§ **Work item**
Look through the lines of the material and count those containing "found". Give that count alone.

§ **Supplied records**
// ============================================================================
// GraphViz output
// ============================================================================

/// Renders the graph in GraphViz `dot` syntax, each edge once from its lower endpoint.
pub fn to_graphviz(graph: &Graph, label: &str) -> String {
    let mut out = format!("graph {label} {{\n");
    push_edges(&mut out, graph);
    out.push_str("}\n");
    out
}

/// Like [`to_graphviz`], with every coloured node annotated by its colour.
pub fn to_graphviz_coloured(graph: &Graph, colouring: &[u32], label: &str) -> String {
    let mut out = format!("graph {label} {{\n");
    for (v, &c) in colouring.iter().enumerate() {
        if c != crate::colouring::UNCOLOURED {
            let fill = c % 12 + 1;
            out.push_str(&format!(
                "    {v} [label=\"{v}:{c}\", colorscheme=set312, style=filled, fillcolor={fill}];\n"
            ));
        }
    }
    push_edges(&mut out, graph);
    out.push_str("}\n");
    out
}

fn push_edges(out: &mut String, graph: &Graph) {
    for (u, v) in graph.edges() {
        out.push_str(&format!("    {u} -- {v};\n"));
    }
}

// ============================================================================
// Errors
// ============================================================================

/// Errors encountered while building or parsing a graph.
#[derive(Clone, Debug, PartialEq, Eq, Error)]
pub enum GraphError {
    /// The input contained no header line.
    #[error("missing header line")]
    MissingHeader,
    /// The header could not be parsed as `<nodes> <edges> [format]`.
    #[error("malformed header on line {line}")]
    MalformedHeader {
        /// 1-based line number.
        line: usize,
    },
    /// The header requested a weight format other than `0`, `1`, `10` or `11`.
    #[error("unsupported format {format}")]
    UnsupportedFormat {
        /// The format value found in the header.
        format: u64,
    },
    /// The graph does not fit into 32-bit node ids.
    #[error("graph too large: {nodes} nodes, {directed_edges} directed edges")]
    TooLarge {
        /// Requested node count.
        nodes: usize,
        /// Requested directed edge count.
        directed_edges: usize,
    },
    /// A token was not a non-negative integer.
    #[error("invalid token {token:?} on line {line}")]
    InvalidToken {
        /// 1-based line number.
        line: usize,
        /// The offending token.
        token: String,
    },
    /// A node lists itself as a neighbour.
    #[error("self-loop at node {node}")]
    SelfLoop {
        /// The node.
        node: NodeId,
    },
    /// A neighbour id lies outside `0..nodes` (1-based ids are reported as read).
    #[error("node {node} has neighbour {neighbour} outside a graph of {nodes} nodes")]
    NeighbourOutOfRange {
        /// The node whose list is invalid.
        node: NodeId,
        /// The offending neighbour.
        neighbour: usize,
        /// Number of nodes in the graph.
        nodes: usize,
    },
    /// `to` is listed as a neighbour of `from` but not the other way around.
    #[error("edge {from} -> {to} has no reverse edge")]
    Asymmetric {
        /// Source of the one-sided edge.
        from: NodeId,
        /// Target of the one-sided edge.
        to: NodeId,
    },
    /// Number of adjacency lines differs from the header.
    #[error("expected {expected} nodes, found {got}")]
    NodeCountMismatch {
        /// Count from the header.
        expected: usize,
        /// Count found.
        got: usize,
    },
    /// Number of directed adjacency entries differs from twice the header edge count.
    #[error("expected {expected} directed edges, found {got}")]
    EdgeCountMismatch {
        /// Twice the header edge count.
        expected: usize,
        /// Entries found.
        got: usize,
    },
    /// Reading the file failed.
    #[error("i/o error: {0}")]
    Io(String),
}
==
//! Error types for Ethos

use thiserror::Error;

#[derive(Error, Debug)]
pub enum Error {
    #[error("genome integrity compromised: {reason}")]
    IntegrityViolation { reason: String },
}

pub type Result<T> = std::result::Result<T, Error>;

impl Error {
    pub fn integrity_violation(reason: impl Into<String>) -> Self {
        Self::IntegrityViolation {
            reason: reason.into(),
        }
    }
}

§ **Solution to this task**
5